[Input records]
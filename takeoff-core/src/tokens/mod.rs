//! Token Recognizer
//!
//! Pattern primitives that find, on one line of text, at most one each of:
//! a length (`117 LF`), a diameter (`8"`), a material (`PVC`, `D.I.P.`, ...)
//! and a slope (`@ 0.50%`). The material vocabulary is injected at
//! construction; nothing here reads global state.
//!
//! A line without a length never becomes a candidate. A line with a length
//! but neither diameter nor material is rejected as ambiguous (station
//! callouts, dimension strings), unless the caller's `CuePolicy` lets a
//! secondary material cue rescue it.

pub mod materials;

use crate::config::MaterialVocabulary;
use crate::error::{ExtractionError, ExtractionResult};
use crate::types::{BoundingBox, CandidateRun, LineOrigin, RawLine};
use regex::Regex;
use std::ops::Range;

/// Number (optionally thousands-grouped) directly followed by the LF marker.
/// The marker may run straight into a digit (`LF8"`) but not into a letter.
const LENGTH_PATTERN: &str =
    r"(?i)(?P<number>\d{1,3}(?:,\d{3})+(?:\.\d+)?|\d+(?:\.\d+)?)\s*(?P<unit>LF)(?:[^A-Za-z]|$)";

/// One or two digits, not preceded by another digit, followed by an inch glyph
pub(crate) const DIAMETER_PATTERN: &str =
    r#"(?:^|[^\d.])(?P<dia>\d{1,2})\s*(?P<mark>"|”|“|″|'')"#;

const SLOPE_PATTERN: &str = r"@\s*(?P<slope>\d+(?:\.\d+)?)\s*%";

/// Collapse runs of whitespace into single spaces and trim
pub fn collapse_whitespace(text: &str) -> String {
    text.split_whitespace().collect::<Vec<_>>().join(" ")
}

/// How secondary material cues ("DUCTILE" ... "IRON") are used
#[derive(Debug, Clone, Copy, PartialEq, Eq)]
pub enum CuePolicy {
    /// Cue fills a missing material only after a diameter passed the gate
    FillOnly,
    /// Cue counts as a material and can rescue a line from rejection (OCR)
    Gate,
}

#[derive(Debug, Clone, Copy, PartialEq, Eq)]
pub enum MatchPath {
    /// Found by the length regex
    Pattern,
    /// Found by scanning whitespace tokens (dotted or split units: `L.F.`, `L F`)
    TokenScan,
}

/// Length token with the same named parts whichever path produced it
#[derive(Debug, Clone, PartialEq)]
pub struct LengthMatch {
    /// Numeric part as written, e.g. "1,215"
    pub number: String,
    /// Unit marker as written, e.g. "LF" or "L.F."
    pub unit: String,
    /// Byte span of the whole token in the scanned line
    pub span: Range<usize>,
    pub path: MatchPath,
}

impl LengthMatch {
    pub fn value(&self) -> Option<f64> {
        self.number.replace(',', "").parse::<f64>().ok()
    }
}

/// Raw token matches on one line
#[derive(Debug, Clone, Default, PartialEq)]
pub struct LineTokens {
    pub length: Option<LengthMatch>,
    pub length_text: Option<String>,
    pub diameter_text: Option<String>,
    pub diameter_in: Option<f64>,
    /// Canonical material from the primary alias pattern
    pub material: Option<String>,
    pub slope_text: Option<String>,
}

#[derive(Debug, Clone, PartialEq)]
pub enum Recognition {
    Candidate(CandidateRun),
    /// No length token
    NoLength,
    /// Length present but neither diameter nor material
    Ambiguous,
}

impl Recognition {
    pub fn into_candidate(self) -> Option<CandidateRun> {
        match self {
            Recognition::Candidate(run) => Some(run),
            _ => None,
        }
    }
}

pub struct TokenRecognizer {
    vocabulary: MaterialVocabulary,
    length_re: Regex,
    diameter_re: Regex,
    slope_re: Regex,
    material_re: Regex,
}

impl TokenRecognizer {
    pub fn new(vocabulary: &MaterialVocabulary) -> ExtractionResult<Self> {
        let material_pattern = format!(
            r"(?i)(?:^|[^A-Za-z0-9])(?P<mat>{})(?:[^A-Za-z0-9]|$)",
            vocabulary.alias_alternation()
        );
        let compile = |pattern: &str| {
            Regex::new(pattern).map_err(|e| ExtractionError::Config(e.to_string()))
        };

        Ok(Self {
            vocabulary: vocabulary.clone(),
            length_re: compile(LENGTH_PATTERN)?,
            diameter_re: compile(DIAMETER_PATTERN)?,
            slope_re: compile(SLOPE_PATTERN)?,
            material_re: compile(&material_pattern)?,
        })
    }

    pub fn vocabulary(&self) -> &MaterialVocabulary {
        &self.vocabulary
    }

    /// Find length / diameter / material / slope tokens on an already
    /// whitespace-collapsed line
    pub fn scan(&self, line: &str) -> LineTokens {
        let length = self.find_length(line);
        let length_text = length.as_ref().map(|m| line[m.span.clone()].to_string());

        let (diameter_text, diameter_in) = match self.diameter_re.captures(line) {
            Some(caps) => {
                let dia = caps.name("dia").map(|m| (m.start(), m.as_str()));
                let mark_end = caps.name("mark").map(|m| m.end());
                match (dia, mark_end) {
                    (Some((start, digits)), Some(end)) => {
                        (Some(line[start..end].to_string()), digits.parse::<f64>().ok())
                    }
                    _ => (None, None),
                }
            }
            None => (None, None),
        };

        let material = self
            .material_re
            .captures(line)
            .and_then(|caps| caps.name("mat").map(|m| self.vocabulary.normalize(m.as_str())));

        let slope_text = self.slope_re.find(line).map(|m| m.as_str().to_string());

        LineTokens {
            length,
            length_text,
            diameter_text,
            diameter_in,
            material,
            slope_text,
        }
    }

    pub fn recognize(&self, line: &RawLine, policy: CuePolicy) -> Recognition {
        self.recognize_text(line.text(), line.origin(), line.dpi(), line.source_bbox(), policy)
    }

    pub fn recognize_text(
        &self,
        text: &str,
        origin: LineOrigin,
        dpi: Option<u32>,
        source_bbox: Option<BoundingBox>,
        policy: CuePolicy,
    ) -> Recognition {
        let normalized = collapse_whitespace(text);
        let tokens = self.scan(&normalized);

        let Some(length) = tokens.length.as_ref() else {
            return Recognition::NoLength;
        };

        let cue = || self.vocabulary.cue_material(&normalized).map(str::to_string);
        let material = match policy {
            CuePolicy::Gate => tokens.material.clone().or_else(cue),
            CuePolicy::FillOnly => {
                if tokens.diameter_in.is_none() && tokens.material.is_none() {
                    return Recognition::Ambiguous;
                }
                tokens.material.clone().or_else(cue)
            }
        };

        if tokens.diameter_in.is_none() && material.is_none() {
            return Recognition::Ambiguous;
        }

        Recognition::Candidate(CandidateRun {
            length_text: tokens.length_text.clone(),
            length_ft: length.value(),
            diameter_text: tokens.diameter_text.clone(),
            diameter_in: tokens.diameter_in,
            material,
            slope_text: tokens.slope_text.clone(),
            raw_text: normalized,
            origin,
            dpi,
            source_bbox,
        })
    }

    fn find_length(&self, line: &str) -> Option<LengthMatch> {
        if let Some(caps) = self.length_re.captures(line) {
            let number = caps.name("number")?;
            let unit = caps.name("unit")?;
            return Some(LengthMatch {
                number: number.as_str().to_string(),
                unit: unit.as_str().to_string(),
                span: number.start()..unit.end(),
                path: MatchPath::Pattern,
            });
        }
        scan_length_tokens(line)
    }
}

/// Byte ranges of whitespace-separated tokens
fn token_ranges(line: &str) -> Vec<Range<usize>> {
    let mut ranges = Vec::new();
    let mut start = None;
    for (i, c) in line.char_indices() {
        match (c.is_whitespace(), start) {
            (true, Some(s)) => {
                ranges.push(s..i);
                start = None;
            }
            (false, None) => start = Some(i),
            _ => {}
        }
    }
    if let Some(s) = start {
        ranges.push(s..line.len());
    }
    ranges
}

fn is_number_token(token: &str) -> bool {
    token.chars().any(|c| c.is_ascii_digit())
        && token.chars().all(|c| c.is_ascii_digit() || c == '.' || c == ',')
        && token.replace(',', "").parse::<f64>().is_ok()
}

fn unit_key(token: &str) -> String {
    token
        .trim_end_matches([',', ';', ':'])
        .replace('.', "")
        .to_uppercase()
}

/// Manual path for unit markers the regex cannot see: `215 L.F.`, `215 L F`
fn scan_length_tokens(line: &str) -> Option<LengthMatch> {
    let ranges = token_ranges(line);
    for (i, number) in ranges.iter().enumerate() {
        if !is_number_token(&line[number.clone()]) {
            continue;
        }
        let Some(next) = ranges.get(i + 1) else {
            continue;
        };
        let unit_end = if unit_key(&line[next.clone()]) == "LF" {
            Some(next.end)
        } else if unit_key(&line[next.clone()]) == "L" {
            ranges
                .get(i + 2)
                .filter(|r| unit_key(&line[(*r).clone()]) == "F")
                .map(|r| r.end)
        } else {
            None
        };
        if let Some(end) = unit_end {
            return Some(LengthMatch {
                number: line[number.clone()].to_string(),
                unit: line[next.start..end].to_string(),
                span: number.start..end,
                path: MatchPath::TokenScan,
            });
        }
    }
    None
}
* * *
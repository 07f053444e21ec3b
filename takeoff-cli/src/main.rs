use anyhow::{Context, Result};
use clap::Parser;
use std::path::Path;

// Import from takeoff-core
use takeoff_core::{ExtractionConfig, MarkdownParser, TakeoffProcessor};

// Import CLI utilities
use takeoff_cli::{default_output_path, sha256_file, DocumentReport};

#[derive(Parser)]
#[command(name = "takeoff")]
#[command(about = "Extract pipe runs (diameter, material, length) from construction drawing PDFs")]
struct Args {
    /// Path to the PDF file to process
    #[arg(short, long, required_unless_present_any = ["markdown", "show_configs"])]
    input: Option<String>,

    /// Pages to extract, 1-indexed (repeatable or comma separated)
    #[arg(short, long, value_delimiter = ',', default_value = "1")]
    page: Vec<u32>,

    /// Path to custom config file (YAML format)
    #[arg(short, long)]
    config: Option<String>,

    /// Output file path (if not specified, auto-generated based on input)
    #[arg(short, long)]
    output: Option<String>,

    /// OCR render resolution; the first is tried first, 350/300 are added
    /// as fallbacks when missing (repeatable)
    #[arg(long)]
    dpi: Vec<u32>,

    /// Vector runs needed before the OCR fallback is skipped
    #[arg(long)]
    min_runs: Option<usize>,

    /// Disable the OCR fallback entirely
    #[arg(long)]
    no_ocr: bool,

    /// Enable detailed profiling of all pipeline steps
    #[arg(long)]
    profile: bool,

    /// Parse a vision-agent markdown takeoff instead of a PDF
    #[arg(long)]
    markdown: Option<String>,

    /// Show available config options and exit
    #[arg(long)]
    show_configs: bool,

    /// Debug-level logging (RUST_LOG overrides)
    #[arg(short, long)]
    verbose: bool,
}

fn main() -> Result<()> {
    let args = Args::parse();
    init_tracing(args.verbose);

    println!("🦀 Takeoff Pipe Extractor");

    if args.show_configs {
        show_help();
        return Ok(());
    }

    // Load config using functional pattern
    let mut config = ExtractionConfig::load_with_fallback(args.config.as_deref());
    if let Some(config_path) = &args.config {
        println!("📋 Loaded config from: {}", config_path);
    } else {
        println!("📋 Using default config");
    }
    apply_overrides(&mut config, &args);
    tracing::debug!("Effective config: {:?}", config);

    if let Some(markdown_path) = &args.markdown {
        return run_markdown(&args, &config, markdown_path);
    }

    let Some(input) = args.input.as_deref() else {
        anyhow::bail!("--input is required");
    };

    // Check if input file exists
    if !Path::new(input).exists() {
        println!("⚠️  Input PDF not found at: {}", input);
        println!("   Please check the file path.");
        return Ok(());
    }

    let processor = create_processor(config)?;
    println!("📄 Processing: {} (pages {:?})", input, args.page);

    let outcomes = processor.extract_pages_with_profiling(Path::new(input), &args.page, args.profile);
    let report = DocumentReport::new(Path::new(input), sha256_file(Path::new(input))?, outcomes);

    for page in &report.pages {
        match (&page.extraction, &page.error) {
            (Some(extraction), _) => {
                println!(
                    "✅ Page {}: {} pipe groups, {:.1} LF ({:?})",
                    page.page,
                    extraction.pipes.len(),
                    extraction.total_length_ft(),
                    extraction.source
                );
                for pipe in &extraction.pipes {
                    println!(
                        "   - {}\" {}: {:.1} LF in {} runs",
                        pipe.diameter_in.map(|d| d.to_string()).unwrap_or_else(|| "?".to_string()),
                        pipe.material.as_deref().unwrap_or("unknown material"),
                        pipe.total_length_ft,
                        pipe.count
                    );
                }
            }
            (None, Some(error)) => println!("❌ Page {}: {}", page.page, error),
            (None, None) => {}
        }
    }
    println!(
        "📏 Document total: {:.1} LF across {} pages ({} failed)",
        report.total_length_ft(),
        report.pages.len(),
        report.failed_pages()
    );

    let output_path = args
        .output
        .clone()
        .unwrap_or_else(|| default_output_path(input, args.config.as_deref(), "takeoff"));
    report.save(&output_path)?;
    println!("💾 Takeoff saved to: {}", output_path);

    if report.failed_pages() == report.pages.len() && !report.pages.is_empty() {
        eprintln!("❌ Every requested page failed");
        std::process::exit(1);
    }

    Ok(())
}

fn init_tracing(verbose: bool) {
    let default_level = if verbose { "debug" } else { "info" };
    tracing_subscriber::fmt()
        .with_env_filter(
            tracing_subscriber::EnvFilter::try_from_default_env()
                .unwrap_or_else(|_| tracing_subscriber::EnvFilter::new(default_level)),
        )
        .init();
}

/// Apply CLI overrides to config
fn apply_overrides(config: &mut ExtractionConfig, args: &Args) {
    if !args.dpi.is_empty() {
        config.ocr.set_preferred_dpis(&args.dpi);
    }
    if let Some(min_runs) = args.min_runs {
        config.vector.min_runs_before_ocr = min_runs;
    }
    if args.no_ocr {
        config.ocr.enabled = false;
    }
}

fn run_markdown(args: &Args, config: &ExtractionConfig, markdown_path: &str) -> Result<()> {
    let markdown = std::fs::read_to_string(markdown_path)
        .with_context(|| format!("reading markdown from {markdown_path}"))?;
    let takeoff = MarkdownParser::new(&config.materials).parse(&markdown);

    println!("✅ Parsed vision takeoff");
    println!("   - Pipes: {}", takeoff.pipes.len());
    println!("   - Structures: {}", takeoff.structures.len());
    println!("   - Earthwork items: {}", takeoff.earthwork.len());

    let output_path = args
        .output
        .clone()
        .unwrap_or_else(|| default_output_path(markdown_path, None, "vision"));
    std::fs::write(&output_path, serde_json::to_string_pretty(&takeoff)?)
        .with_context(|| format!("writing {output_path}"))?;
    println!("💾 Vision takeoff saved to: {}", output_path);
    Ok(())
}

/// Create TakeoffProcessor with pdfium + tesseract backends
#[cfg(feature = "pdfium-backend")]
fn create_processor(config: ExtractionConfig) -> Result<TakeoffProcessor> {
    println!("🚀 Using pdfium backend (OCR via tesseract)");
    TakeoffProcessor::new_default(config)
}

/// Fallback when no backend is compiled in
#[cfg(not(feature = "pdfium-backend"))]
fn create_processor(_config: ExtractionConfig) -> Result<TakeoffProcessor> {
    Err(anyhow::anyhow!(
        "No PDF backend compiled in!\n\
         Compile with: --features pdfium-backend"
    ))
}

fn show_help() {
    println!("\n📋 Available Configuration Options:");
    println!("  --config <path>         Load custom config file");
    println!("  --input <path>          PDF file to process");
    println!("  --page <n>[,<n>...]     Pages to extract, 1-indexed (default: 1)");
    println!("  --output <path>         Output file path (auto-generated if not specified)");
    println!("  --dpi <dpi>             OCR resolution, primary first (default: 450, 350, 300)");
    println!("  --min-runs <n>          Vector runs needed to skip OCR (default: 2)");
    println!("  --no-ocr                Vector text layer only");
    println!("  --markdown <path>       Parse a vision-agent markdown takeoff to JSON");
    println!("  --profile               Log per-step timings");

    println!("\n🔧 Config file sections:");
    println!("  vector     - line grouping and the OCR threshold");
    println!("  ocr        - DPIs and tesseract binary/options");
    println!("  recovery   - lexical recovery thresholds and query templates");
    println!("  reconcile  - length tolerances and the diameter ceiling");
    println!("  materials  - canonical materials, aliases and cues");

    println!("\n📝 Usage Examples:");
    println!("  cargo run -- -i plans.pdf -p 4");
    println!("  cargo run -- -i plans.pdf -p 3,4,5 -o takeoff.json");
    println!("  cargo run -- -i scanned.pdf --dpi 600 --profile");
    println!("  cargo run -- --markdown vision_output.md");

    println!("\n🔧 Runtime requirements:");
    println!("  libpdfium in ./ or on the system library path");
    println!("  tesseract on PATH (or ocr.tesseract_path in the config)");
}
...
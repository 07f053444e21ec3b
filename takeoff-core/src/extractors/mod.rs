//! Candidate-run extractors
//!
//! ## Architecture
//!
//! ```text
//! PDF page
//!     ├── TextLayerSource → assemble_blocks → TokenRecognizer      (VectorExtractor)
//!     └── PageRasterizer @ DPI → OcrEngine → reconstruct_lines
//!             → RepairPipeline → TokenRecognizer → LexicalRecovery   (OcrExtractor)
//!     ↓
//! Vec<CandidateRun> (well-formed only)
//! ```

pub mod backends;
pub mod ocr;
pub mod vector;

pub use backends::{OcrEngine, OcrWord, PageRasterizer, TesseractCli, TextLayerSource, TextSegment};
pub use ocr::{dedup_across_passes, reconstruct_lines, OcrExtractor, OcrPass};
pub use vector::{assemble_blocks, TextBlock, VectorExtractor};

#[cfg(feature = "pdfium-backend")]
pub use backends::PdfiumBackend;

[Work instruction]
Set down, from the entries above, exactly the lines from the one with "(None, Some(error)) =>" up to and including the one with "if let Some(min_runs)", and no other lines.

[Answer below]
            (None, Some(error)) => println!("❌ Page {}: {}", page.page, error),
            (None, None) => {}
        }
    }
    println!(
        "📏 Document total: {:.1} LF across {} pages ({} failed)",
        report.total_length_ft(),
        report.pages.len(),
        report.failed_pages()
    );

    let output_path = args
        .output
        .clone()
        .unwrap_or_else(|| default_output_path(input, args.config.as_deref(), "takeoff"));
    report.save(&output_path)?;
    println!("💾 Takeoff saved to: {}", output_path);

    if report.failed_pages() == report.pages.len() && !report.pages.is_empty() {
        eprintln!("❌ Every requested page failed");
        std::process::exit(1);
    }

    Ok(())
}

fn init_tracing(verbose: bool) {
    let default_level = if verbose { "debug" } else { "info" };
    tracing_subscriber::fmt()
        .with_env_filter(
            tracing_subscriber::EnvFilter::try_from_default_env()
                .unwrap_or_else(|_| tracing_subscriber::EnvFilter::new(default_level)),
        )
        .init();
}

/// Apply CLI overrides to config
fn apply_overrides(config: &mut ExtractionConfig, args: &Args) {
    if !args.dpi.is_empty() {
        config.ocr.set_preferred_dpis(&args.dpi);
    }
    if let Some(min_runs) = args.min_runs {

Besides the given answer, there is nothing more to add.